● Problem description: Among the entries below, find the lines with the word "want" and copy them.

● Data shown:
// Copyright 2018 the Cropmask Authors
// SPDX-License-Identifier: Apache-2.0 OR MIT

//! Cubic Bézier segments.

use core::ops::Range;

use arrayvec::ArrayVec;

use crate::common::solve_quadratic;
use crate::{ParamCurve, ParamCurveArea, ParamCurveExtrema, Point, Vec2, MAX_EXTREMA};

/// A single cubic Bézier segment.
#[derive(Clone, Copy, Debug, PartialEq)]
#[cfg_attr(feature = "schemars", derive(schemars::JsonSchema))]
#[cfg_attr(feature = "serde", derive(serde::Serialize, serde::Deserialize))]
pub struct CubicBez {
    /// The start point.
    pub p0: Point,
    /// The first control point.
    pub p1: Point,
    /// The second control point.
    pub p2: Point,
    /// The end point.
    pub p3: Point,
}

impl CubicBez {
    /// Create a new cubic Bézier segment.
    #[inline]
    pub fn new<P: Into<Point>>(p0: P, p1: P, p2: P, p3: P) -> CubicBez {
        CubicBez {
            p0: p0.into(),
            p1: p1.into(),
            p2: p2.into(),
            p3: p3.into(),
        }
    }

    /// The derivative (velocity) of the curve at parameter `t`.
    #[inline]
    pub fn deriv_at(&self, t: f64) -> Vec2 {
        let mt = 1.0 - t;
        let d0 = self.p1 - self.p0;
        let d1 = self.p2 - self.p1;
        let d2 = self.p3 - self.p2;
        3.0 * ((mt * mt) * d0 + (2.0 * t * mt) * d1 + (t * t) * d2)
    }
}

impl ParamCurve for CubicBez {
    #[inline]
    fn eval(&self, t: f64) -> Point {
        let mt = 1.0 - t;
        let v = self.p0.to_vec2() * (mt * mt * mt)
            + (self.p1.to_vec2() * (mt * mt * 3.0)
                + (self.p2.to_vec2() * (mt * 3.0) + self.p3.to_vec2() * t) * t)
                * t;
        v.to_point()
    }

    fn subsegment(&self, range: Range<f64>) -> CubicBez {
        let (t0, t1) = (range.start, range.end);
        let p0 = self.eval(t0);
        let p3 = self.eval(t1);
        let scale = (t1 - t0) * (1.0 / 3.0);
        let p1 = p0 + scale * self.deriv_at(t0);
        let p2 = p3 - scale * self.deriv_at(t1);
        CubicBez { p0, p1, p2, p3 }
    }

    #[inline]
    fn start(&self) -> Point {
        self.p0
    }

    #[inline]
    fn end(&self) -> Point {
        self.p3
    }
}

impl ParamCurveArea for CubicBez {
    #[inline]
    fn signed_area(&self) -> f64 {
        (self.p0.x * (6.0 * self.p1.y + 3.0 * self.p2.y + self.p3.y)
            + 3.0
                * (self.p1.x * (-2.0 * self.p0.y + self.p2.y + self.p3.y)
                    - self.p2.x * (self.p0.y + self.p1.y - 2.0 * self.p3.y))
            - self.p3.x * (self.p0.y + 3.0 * self.p1.y + 6.0 * self.p2.y))
            * (1.0 / 20.0)
    }
}

impl ParamCurveExtrema for CubicBez {
    fn extrema(&self) -> ArrayVec<f64, MAX_EXTREMA> {
        fn one_coord(result: &mut ArrayVec<f64, MAX_EXTREMA>, d0: f64, d1: f64, d2: f64) {
            let a = d0 - 2.0 * d1 + d2;
            let b = 2.0 * (d1 - d0);
            let c = d0;
            let roots = solve_quadratic(c, b, a);
            for &t in &roots {
                if t > 0.0 && t < 1.0 {
                    result.push(t);
                }
            }
        }
        let mut result = ArrayVec::new();
        let d0 = self.p1 - self.p0;
        let d1 = self.p2 - self.p1;
        let d2 = self.p3 - self.p2;
        one_coord(&mut result, d0.x, d1.x, d2.x);
        one_coord(&mut result, d0.y, d1.y, d2.y);
        result.sort_unstable_by(f64::total_cmp);
        result
    }
}

#[cfg(test)]
mod tests {
    use crate::{CubicBez, ParamCurve, ParamCurveArea, ParamCurveExtrema, Point};

    #[test]
    fn cubicbez_eval_endpoints() {
        let c = CubicBez::new((0.0, 0.0), (1.0, 2.0), (3.0, 2.0), (4.0, 0.0));
        assert_eq!(c.eval(0.0), Point::new(0.0, 0.0));
        assert_eq!(c.eval(1.0), Point::new(4.0, 0.0));
        assert!(c.eval(0.5).is_near(Point::new(2.0, 1.5), 1e-12));
    }

    #[test]
    fn cubicbez_subsegment() {
        let c = CubicBez::new((3.1, 4.1), (5.9, 2.6), (5.3, 5.8), (9.7, 9.3));
        let t0 = 0.1;
        let t1 = 0.8;
        let cs = c.subsegment(t0..t1);
        let n = 10;
        for i in 0..=n {
            let t = (i as f64) * (n as f64).recip();
            let ts = t0 + t * (t1 - t0);
            assert!(c.eval(ts).is_near(cs.eval(t), 1e-9));
        }
    }

    #[test]
    fn cubicbez_extrema() {
        // y extremum at t = 0.5, no x extrema.
        let c = CubicBez::new((0.0, 0.0), (1.0, 1.0), (2.0, 1.0), (3.0, 0.0));
        let extrema = c.extrema();
        assert_eq!(extrema.len(), 1);
        assert!((extrema[0] - 0.5).abs() < 1e-12);
        let bbox = c.bounding_box();
        assert_eq!(bbox.x0, 0.0);
        assert_eq!(bbox.x1, 3.0);
        assert!((bbox.y1 - 0.75).abs() < 1e-12);
    }

    #[test]
    fn cubicbez_signed_area_straight() {
        // A degenerate cubic along a line has the same area as the line.
        let c = CubicBez::new((0.0, 0.0), (1.0, 1.0), (2.0, 2.0), (3.0, 3.0));
        assert!(c.signed_area().abs() < 1e-12);
    }
}
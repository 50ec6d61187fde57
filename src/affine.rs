// Copyright 2018 the Cropmask Authors
// SPDX-License-Identifier: Apache-2.0 OR MIT

//! Affine transforms.

use core::ops::{Mul, MulAssign};

use crate::{Point, Rect, Vec2};

/// A 2D affine transform.
///
/// The coefficients `[a, b, c, d, e, f]` describe the matrix
///
/// ```text
/// | a c e |
/// | b d f |
/// | 0 0 1 |
/// ```
#[derive(Clone, Copy, Debug, PartialEq)]
#[cfg_attr(feature = "schemars", derive(schemars::JsonSchema))]
#[cfg_attr(feature = "serde", derive(serde::Serialize, serde::Deserialize))]
pub struct Affine([f64; 6]);

impl Affine {
    /// The identity transform.
    pub const IDENTITY: Affine = Affine::scale(1.0);

    /// Construct an affine transform from coefficients.
    #[inline]
    pub const fn new(c: [f64; 6]) -> Affine {
        Affine(c)
    }

    /// An affine transform representing uniform scaling.
    #[inline]
    pub const fn scale(s: f64) -> Affine {
        Affine([s, 0.0, 0.0, s, 0.0, 0.0])
    }

    /// An affine transform representing non-uniform scaling
    /// with different scale values for x and y.
    #[inline]
    pub const fn scale_non_uniform(s_x: f64, s_y: f64) -> Affine {
        Affine([s_x, 0.0, 0.0, s_y, 0.0, 0.0])
    }

    /// An affine transform representing translation.
    #[inline]
    pub fn translate<V: Into<Vec2>>(p: V) -> Affine {
        let p = p.into();
        Affine([1.0, 0.0, 0.0, 1.0, p.x, p.y])
    }

    /// The transform that maps `src` onto `dst`, stretching each axis
    /// independently.
    ///
    /// The top left corner of `src` lands on the top left corner of `dst`.
    /// If `src` has zero width or height, the corresponding coefficient is
    /// not finite.
    ///
    /// ```
    /// use cropmask::{Affine, Point, Rect};
    ///
    /// let unit = Rect::new(0.0, 0.0, 30.0, 30.0);
    /// let crop = Rect::new(100.0, 50.0, 400.0, 200.0);
    /// let xf = Affine::map_rect(unit, crop);
    /// assert_eq!(xf * Point::new(30.0, 30.0), Point::new(400.0, 200.0));
    /// ```
    pub fn map_rect(src: Rect, dst: Rect) -> Affine {
        let s_x = dst.width() / src.width();
        let s_y = dst.height() / src.height();
        Affine::translate(dst.origin().to_vec2())
            * Affine::scale_non_uniform(s_x, s_y)
            * Affine::translate(-src.origin().to_vec2())
    }

}

impl Default for Affine {
    #[inline]
    fn default() -> Affine {
        Affine::IDENTITY
    }
}

impl Mul<Point> for Affine {
    type Output = Point;

    #[inline]
    fn mul(self, other: Point) -> Point {
        Point::new(
            self.0[0] * other.x + self.0[2] * other.y + self.0[4],
            self.0[1] * other.x + self.0[3] * other.y + self.0[5],
        )
    }
}

impl Mul for Affine {
    type Output = Affine;

    #[inline]
    fn mul(self, other: Affine) -> Affine {
        Affine([
            self.0[0] * other.0[0] + self.0[2] * other.0[1],
            self.0[1] * other.0[0] + self.0[3] * other.0[1],
            self.0[0] * other.0[2] + self.0[2] * other.0[3],
            self.0[1] * other.0[2] + self.0[3] * other.0[3],
            self.0[0] * other.0[4] + self.0[2] * other.0[5] + self.0[4],
            self.0[1] * other.0[4] + self.0[3] * other.0[5] + self.0[5],
        ])
    }
}

impl MulAssign for Affine {
    #[inline]
    fn mul_assign(&mut self, other: Affine) {
        *self = self.mul(other);
    }
}
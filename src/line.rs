// Copyright 2018 the Cropmask Authors
// SPDX-License-Identifier: Apache-2.0 OR MIT

//! Lines.

use core::ops::Range;

use arrayvec::ArrayVec;

use crate::{ParamCurve, ParamCurveArea, ParamCurveExtrema, Point, MAX_EXTREMA};

/// A single line.
#[derive(Clone, Copy, Debug, PartialEq)]
#[cfg_attr(feature = "schemars", derive(schemars::JsonSchema))]
#[cfg_attr(feature = "serde", derive(serde::Serialize, serde::Deserialize))]
pub struct Line {
    /// The line's start point.
    pub p0: Point,
    /// The line's end point.
    pub p1: Point,
}

impl Line {
    /// Create a new line.
    #[inline]
    pub fn new(p0: impl Into<Point>, p1: impl Into<Point>) -> Line {
        Line {
            p0: p0.into(),
            p1: p1.into(),
        }
    }

    /// The length of the line.
    #[inline]
    pub fn length(self) -> f64 {
        (self.p1 - self.p0).hypot()
    }
}

impl ParamCurve for Line {
    #[inline]
    fn eval(&self, t: f64) -> Point {
        self.p0.lerp(self.p1, t)
    }

    #[inline]
    fn subsegment(&self, range: Range<f64>) -> Line {
        // Endpoints stay exact so neighbouring segments share vertices.
        let at = |t: f64| {
            if t == 0.0 {
                self.p0
            } else if t == 1.0 {
                self.p1
            } else {
                self.eval(t)
            }
        };
        Line {
            p0: at(range.start),
            p1: at(range.end),
        }
    }

    #[inline]
    fn start(&self) -> Point {
        self.p0
    }

    #[inline]
    fn end(&self) -> Point {
        self.p1
    }
}

impl ParamCurveArea for Line {
    #[inline]
    fn signed_area(&self) -> f64 {
        self.p0.to_vec2().cross(self.p1.to_vec2()) * 0.5
    }
}

impl ParamCurveExtrema for Line {
    #[inline]
    fn extrema(&self) -> ArrayVec<f64, MAX_EXTREMA> {
        ArrayVec::new()
    }
}

#[cfg(test)]
mod tests {
    use crate::{Line, ParamCurve, ParamCurveExtrema, Point, Rect};

    #[test]
    fn line_eval() {
        let l = Line::new((0.0, 0.0), (4.0, 2.0));
        assert_eq!(l.eval(0.5), Point::new(2.0, 1.0));
        assert_eq!(l.subsegment(0.5..1.0), Line::new((2.0, 1.0), (4.0, 2.0)));
    }

    #[test]
    fn subsegment_keeps_endpoints() {
        let l = Line::new((0.0, 689.759_410_889_186_5), (0.0, 237.011_432_908_085_3));
        assert_eq!(l.subsegment(0.0..1.0), l);
        assert_eq!(l.subsegment(0.25..1.0).p1, l.p1);
        assert_eq!(l.subsegment(0.0..0.25).p0, l.p0);
    }

    #[test]
    fn line_bbox() {
        let l = Line::new((3.0, -1.0), (-2.0, 5.0));
        assert_eq!(l.bounding_box(), Rect::new(-2.0, -1.0, 3.0, 5.0));
        assert!((l.length() - 61.0f64.sqrt()).abs() < 1e-12);
    }
}
// Copyright 2018 the Cropmask Authors
// SPDX-License-Identifier: Apache-2.0 OR MIT

//! Common mathematical operations.

use arrayvec::ArrayVec;

/// Defines a trait that chooses between libstd or libm implementations of float methods.
macro_rules! define_float_funcs {
    ($(
        fn $name:ident(self $(,$arg:ident: $arg_ty:ty)*) -> $ret:ty
        => $lname:ident;
    )+) => {
        #[cfg(not(feature = "std"))]
        pub(crate) trait FloatFuncs : Sized {
            $(fn $name(self $(,$arg: $arg_ty)*) -> $ret;)+
        }

        #[cfg(not(feature = "std"))]
        impl FloatFuncs for f64 {
            $(fn $name(self $(,$arg: $arg_ty)*) -> $ret {
                #[cfg(feature = "libm")]
                return libm::$lname(self $(,$arg as _)*);

                #[cfg(not(feature = "libm"))]
                compile_error!("cropmask requires either the `std` or `libm` feature")
            })+
        }
    }
}

define_float_funcs! {
    fn abs(self) -> Self => fabs;
    fn cbrt(self) -> Self => cbrt;
    fn ceil(self) -> Self => ceil;
    fn copysign(self, sign: Self) -> Self => copysign;
    fn cos(self) -> Self => cos;
    fn hypot(self, other: Self) -> Self => hypot;
    fn powf(self, n: Self) -> Self => pow;
    fn sin(self) -> Self => sin;
    fn sqrt(self) -> Self => sqrt;
    fn tan(self) -> Self => tan;
    fn atan2(self, other: Self) -> Self => atan2;
}

/// Find real roots of quadratic equation.
///
/// Return values of x for which c0 + c1 x + c2 x² = 0.
///
/// If the equation is nearly linear, the root of the linear part is
/// returned. In the degenerate case where all coefficients are zero, a
/// single `0.0` is returned.
pub fn solve_quadratic(c0: f64, c1: f64, c2: f64) -> ArrayVec<f64, 2> {
    let mut result = ArrayVec::new();
    let sc0 = c0 * c2.recip();
    let sc1 = c1 * c2.recip();
    if !sc0.is_finite() || !sc1.is_finite() {
        // c2 is zero or very small, treat as linear eqn
        let root = -c0 / c1;
        if root.is_finite() {
            result.push(root);
        } else if c0 == 0.0 && c1 == 0.0 {
            result.push(0.0);
        }
        return result;
    }
    let arg = sc1 * sc1 - 4. * sc0;
    let root1 = if !arg.is_finite() {
        // sc1 * sc1 overflowed; find one root from sc1 x + x² = 0.
        -sc1
    } else {
        if arg < 0.0 {
            return result;
        } else if arg == 0.0 {
            result.push(-0.5 * sc1);
            return result;
        }
        // See https://math.stackexchange.com/questions/866331
        -0.5 * (sc1 + arg.sqrt().copysign(sc1))
    };
    let root2 = sc0 / root1;
    if root2.is_finite() {
        if root2 > root1 {
            result.push(root1);
            result.push(root2);
        } else {
            result.push(root2);
            result.push(root1);
        }
    } else {
        result.push(root1);
    }
    result
}

/// Find real roots of cubic equation.
///
/// Return values of x for which c0 + c1 x + c2 x² + c3 x³ = 0. When `c3`
/// is zero (or nearly so), this falls back to [`solve_quadratic`].
///
/// Based on Jim Blinn's "How to Solve a Cubic Equation", via
/// <https://momentsingraphics.de/CubicRoots.html>.
pub fn solve_cubic(c0: f64, c1: f64, c2: f64, c3: f64) -> ArrayVec<f64, 3> {
    let mut result = ArrayVec::new();
    let c3_recip = c3.recip();
    const ONETHIRD: f64 = 1. / 3.;
    let scaled_c2 = c2 * (ONETHIRD * c3_recip);
    let scaled_c1 = c1 * (ONETHIRD * c3_recip);
    let scaled_c0 = c0 * c3_recip;
    if !(scaled_c0.is_finite() && scaled_c1.is_finite() && scaled_c2.is_finite()) {
        for root in solve_quadratic(c0, c1, c2) {
            result.push(root);
        }
        return result;
    }
    let (c0, c1, c2) = (scaled_c0, scaled_c1, scaled_c2);
    let d0 = c1 - c2 * c2;
    let d1 = c0 - c1 * c2;
    let d2 = c2 * c0 - c1 * c1;
    let d = 4.0 * d0 * d2 - d1 * d1;
    let de = d1 - 2.0 * c2 * d0;
    if d < 0.0 {
        let sq = (-0.25 * d).sqrt();
        let r = -0.5 * de;
        let t1 = (r + sq).cbrt() + (r - sq).cbrt();
        result.push(t1 - c2);
    } else if d == 0.0 {
        let t1 = (-d0).sqrt().copysign(de);
        result.push(t1 - c2);
        result.push(-2.0 * t1 - c2);
    } else {
        let th = d.sqrt().atan2(-de) * ONETHIRD;
        let th_cos = th.cos();
        let th_sin = th.sin();
        let r0 = th_cos;
        let ss3 = th_sin * 3.0f64.sqrt();
        let r1 = 0.5 * (-th_cos + ss3);
        let r2 = 0.5 * (-th_cos - ss3);
        let t = 2.0 * (-d0).sqrt();
        result.push(t * r0 - c2);
        result.push(t * r1 - c2);
        result.push(t * r2 - c2);
    }
    result
}

#[cfg(test)]
mod tests {
    use super::*;

    fn verify<const N: usize>(mut roots: ArrayVec<f64, N>, expected: &[f64]) {
        assert_eq!(expected.len(), roots.len(), "wrong number of roots");
        roots.sort_unstable_by(f64::total_cmp);
        for (got, want) in roots.iter().zip(expected) {
            assert!((got - want).abs() < 1e-12, "{got} != {want}");
        }
    }

    #[test]
    fn test_solve_quadratic() {
        verify(solve_quadratic(-5.0, 0.0, 1.0), &[-(5.0f64.sqrt()), 5.0f64.sqrt()]);
        verify(solve_quadratic(5.0, 0.0, 1.0), &[]);
        verify(solve_quadratic(5.0, 1.0, 0.0), &[-5.0]);
        verify(solve_quadratic(1.0, 2.0, 1.0), &[-1.0]);
        verify(solve_quadratic(0.0, 0.0, 0.0), &[0.0]);
    }

    #[test]
    fn test_solve_cubic() {
        verify(solve_cubic(-5.0, 0.0, 0.0, 1.0), &[5.0f64.cbrt()]);
        verify(solve_cubic(-5.0, -1.0, 0.0, 1.0), &[1.90416085913492]);
        verify(solve_cubic(0.0, -1.0, 0.0, 1.0), &[-1.0, 0.0, 1.0]);
        verify(solve_cubic(-2.0, -3.0, 0.0, 1.0), &[-1.0, 2.0]);
        verify(solve_cubic(2.0, -3.0, 0.0, 1.0), &[-2.0, 1.0]);
    }
}
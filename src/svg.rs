// Copyright 2018 the Cropmask Authors
// SPDX-License-Identifier: Apache-2.0 OR MIT

//! SVG path representation.

use core::fmt::{self, Write};

use alloc::string::String;

use crate::{BezPath, PathEl};

impl BezPath {
    /// Convert the path to an SVG path string representation.
    ///
    /// The current implementation doesn't take any special care to produce a
    /// short string (reducing precision, using relative movement).
    ///
    /// # Examples
    ///
    /// ```
    /// use cropmask::{Rect, Shape};
    ///
    /// let path = Rect::new(0.0, 0.0, 10.0, 5.0).to_path(0.1);
    /// assert_eq!(path.to_svg(), "M0,0 L10,0 L10,5 L0,5 Z");
    /// ```
    pub fn to_svg(&self) -> String {
        let mut buffer = String::new();
        self.write_svg(&mut buffer).unwrap();
        buffer
    }

    /// Write the SVG representation of this path to the provided writer.
    pub fn write_svg<W: Write>(&self, mut writer: W) -> fmt::Result {
        for (i, el) in self.elements().iter().enumerate() {
            if i > 0 {
                writer.write_char(' ')?;
            }
            match *el {
                PathEl::MoveTo(p) => write!(writer, "M{},{}", p.x, p.y)?,
                PathEl::LineTo(p) => write!(writer, "L{},{}", p.x, p.y)?,
                PathEl::CurveTo(p1, p2, p3) => write!(
                    writer,
                    "C{},{} {},{} {},{}",
                    p1.x, p1.y, p2.x, p2.y, p3.x, p3.y
                )?,
                PathEl::ClosePath => writer.write_char('Z')?,
            }
        }

        Ok(())
    }
}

● Response:
        for (got, want) in roots.iter().zip(expected) {
            assert!((got - want).abs() < 1e-12, "{got} != {want}");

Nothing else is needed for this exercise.